Provided records Start Marker

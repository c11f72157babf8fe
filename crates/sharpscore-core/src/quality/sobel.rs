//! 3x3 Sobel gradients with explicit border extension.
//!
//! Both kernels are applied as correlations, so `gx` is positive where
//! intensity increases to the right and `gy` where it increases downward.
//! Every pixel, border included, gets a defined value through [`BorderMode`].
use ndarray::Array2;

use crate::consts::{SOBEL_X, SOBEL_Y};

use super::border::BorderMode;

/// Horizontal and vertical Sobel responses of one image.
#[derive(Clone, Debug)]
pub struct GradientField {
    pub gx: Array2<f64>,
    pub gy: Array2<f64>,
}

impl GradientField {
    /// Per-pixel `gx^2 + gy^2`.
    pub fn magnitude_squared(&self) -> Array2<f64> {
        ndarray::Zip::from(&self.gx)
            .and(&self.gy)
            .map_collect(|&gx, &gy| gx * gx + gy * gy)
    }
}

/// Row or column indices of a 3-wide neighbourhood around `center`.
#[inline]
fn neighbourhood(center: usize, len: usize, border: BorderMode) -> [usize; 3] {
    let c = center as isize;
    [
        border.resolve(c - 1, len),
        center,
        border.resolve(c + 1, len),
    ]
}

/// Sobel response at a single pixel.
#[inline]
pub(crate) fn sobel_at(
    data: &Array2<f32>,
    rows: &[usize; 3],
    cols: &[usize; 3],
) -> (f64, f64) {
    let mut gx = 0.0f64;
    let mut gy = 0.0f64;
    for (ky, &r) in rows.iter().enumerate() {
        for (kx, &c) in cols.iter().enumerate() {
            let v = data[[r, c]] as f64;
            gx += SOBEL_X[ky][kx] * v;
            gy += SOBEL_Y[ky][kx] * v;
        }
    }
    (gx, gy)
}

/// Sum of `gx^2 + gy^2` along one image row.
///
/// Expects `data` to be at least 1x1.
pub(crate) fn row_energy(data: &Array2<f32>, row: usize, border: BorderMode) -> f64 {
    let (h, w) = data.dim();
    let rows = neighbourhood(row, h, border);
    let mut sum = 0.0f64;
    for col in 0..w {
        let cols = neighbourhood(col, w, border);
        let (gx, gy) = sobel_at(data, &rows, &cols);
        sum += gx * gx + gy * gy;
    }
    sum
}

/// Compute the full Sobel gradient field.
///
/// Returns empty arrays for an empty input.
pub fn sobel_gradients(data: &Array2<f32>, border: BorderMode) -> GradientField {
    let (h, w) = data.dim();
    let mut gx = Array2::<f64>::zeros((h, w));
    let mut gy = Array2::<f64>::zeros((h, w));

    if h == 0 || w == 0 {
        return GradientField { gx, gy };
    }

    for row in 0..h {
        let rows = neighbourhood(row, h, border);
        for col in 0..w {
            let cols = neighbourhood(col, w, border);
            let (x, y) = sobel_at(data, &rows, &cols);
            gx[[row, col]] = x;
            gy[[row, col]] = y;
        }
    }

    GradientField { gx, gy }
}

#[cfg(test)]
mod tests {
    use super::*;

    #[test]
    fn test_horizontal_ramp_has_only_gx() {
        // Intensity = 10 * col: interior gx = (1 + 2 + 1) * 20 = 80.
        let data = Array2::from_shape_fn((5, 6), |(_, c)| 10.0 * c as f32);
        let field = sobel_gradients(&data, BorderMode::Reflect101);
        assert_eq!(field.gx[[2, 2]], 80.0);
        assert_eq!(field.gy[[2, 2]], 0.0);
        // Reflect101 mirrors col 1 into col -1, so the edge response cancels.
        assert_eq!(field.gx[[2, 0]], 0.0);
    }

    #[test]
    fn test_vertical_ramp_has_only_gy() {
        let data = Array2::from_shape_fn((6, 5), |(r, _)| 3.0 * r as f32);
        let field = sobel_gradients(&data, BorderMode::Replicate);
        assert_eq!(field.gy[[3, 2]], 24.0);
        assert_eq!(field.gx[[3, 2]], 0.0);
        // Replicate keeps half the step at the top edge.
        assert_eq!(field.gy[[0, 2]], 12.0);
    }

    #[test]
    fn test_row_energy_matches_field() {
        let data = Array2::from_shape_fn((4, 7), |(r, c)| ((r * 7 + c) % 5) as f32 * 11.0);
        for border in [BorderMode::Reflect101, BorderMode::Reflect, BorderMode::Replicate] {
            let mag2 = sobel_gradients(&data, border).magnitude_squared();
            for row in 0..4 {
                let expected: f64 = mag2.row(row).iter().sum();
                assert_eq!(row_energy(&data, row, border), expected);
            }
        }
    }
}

Provided records End Marker

To do:
Only the number is wanted: count the lines of the records that hold the word "pixel".

Exercise response:
3